Corbett se volvió al oír unas pisadas. Un monje obeso y de baja estatura, cuyo mofletudo rostro revelaba no sólo inquietud sino también una cierta arrogancia, salió corriendo de entre los árboles y se acercó a la casa del cura.

—¡Fray Warfield! ¡Fray Warfield! —gritó—. ¿Qué es lo que ocurre? —Se detuvo, echó la cabeza hacia atrás como un pequeño gorrión y frunció los labios mientras sus negros ojos estudiaban al grupo—. ¿Quiénes son estas personas? ¿Necesitáis ayuda?

—¡No, fray Ricardo, no necesito nada! —contestó Warfield.

El orondo monje introdujo los pulgares en la parte interior del cordel con borlas que le ceñía la cintura.

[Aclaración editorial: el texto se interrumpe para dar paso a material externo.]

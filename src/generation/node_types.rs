//! # Node Type Assignment
//!
//! Decides which interior node holds what, under per-type caps.
//!
//! Rest nodes are placed first on spaced-out layers. Everything else is drawn
//! by a weighted sample that reweights as caps fill, with combat as the only
//! type allowed past its cap.

use crate::config::REST_START_WINDOW;
use crate::map::NodeType;
use log::warn;
use rand::seq::SliceRandom;
use rand::Rng;
use std::collections::{BTreeMap, BTreeSet};

const NON_COMBAT_WEIGHT: f64 = 2.0;
const COMBAT_WEIGHT: f64 = 1.0;
const COMBAT_OVERFLOW_WEIGHT: f64 = 0.5;

/// Maximum count of each interior node type on one floor.
#[derive(Debug, Clone, Copy, PartialEq, Eq)]
pub struct NodeTypeCaps {
    pub combat: u32,
    pub rest: u32,
    pub treasure: u32,
    pub social: u32,
    pub exploration: u32,
}

impl NodeTypeCaps {
    pub const ZERO: NodeTypeCaps = NodeTypeCaps {
        combat: 0,
        rest: 0,
        treasure: 0,
        social: 0,
        exploration: 0,
    };

    /// Normalizes a name-to-count map.
    ///
    /// `puzzle` counts toward exploration, `start` and `boss` are ignored and
    /// unknown names are dropped with a warning. Types missing from the map get
    /// a cap of zero.
    pub fn from_counts(counts: &BTreeMap<String, u32>) -> Self {
        let mut caps = Self::ZERO;
        for (name, &count) in counts {
            match NodeType::from_name(name) {
                Some(NodeType::Start | NodeType::Boss) => {}
                Some(node_type) => {
                    if let Some(cap) = caps.cap_mut(node_type) {
                        *cap = cap.saturating_add(count);
                    }
                }
                None => warn!("Ignoring cap for unknown node type '{name}'"),
            }
        }
        caps
    }

    /// Cap for an interior type, `None` for start and boss.
    pub fn cap(&self, node_type: NodeType) -> Option<u32> {
        match node_type {
            NodeType::Start | NodeType::Boss => None,
            NodeType::Combat => Some(self.combat),
            NodeType::Rest => Some(self.rest),
            NodeType::Treasure => Some(self.treasure),
            NodeType::Social => Some(self.social),
            NodeType::Exploration => Some(self.exploration),
        }
    }

    fn cap_mut(&mut self, node_type: NodeType) -> Option<&mut u32> {
        match node_type {
            NodeType::Start | NodeType::Boss => None,
            NodeType::Combat => Some(&mut self.combat),
            NodeType::Rest => Some(&mut self.rest),
            NodeType::Treasure => Some(&mut self.treasure),
            NodeType::Social => Some(&mut self.social),
            NodeType::Exploration => Some(&mut self.exploration),
        }
    }

    pub fn total(&self) -> u32 {
        self.combat + self.rest + self.treasure + self.social + self.exploration
    }
}

impl Default for NodeTypeCaps {
    fn default() -> Self {
        Self {
            combat: 30,
            rest: 6,
            treasure: 5,
            social: 6,
            exploration: 12,
        }
    }
}

/// Picks the layers that get a rest node.
///
/// Starts in one of the [`REST_START_WINDOW`] layers just below the boss and
/// walks toward the start two or three layers at a time, so chosen layers are
/// never adjacent. Stops at `cap` layers or when interior layers run out.
pub fn place_rest_layers<R: Rng + ?Sized>(layer_count: usize, cap: u32, rng: &mut R) -> Vec<usize> {
    if layer_count < 3 || cap == 0 {
        return Vec::new();
    }

    let top = layer_count - 2;
    let lowest_start = top.saturating_sub(REST_START_WINDOW - 1).max(1);
    let mut layer = rng.gen_range(lowest_start..=top);

    let mut layers = Vec::new();
    loop {
        layers.push(layer);
        if layers.len() as u32 >= cap {
            break;
        }
        let step = rng.gen_range(2..=3);
        if layer < 1 + step {
            break;
        }
        layer -= step;
    }
    layers
}

/// Draws `count` non-rest types against the caps, returned in shuffled order.
///
/// Treasure, social and exploration weigh 2 while under cap and drop out once
/// full. Combat weighs 1 under cap and 0.5 over it, so it always remains as filler.
pub fn draw_other_types<R: Rng + ?Sized>(count: usize, caps: &NodeTypeCaps, rng: &mut R) -> Vec<NodeType> {
    let candidates = [
        NodeType::Combat,
        NodeType::Treasure,
        NodeType::Social,
        NodeType::Exploration,
    ];
    let mut used: BTreeMap<NodeType, u32> = BTreeMap::new();
    let mut drawn = Vec::with_capacity(count);

    for _ in 0..count {
        let weight = |node_type: &NodeType| {
            let used = used.get(node_type).copied().unwrap_or(0);
            let under_cap = used < caps.cap(*node_type).unwrap_or(0);
            match (node_type, under_cap) {
                (NodeType::Combat, true) => COMBAT_WEIGHT,
                (NodeType::Combat, false) => COMBAT_OVERFLOW_WEIGHT,
                (_, true) => NON_COMBAT_WEIGHT,
                (_, false) => 0.0,
            }
        };
        let node_type = candidates
            .choose_weighted(rng, weight)
            .copied()
            .unwrap_or(NodeType::Combat);
        *used.entry(node_type).or_insert(0) += 1;
        drawn.push(node_type);
    }

    drawn.shuffle(rng);
    drawn
}

/// Assigns a type to every node, given the size of each layer.
///
/// The first layer is the start and the last the boss. Every rest layer gets
/// exactly one rest node at a random index.
pub fn assign_types<R: Rng + ?Sized>(layer_sizes: &[usize], caps: &NodeTypeCaps, rng: &mut R) -> Vec<Vec<NodeType>> {
    let layer_count = layer_sizes.len();
    let rest_slots: BTreeSet<(usize, usize)> = place_rest_layers(layer_count, caps.rest, rng)
        .into_iter()
        .filter(|&layer| layer_sizes[layer] > 0)
        .map(|layer| (layer, rng.gen_range(0..layer_sizes[layer])))
        .collect();

    let interior: usize = layer_sizes
        .iter()
        .enumerate()
        .filter(|&(layer, _)| layer != 0 && layer + 1 != layer_count)
        .map(|(_, &size)| size)
        .sum();
    let mut others = draw_other_types(interior.saturating_sub(rest_slots.len()), caps, rng).into_iter();

    layer_sizes
        .iter()
        .enumerate()
        .map(|(layer, &size)| {
            (0..size)
                .map(|index| {
                    if layer == 0 {
                        NodeType::Start
                    } else if layer + 1 == layer_count {
                        NodeType::Boss
                    } else if rest_slots.contains(&(layer, index)) {
                        NodeType::Rest
                    } else {
                        others.next().unwrap_or(NodeType::Combat)
                    }
                })
                .collect()
        })
        .collect()
}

—Bueno pues —dijo, mirando con expresión desafiante a su alrededor—. ¡Yo creo que sí!

—¡Fuera de aquí, hombrecillo! —le replicó Ranulfo—. ¡Estáis en presencia de sir Hugo Corbett, Custodio del Sello Secreto y emisario especial del rey!

—Perdón, perdón —tartamudeó el monje, mirando con ojos suplicantes a Warfield.

—No os preocupéis, fray Ricardo. —El sacristán le dio una fuerte palmada en el hombro—. ¡Todo va bien! —Mirando con una sonrisa a Corbett, explicó—: Fray Ricardo es mi ayudante y cumple celosamente con sus deberes.

—Me parece muy bien —dijo Corbett—. Pues ahora los dos me vais a enseñar la entrada de la cripta.

Corbett se volvió, no sin antes haber reparado en las miradas dé advertencia que intercambiaron Warfield y su obeso ayudante.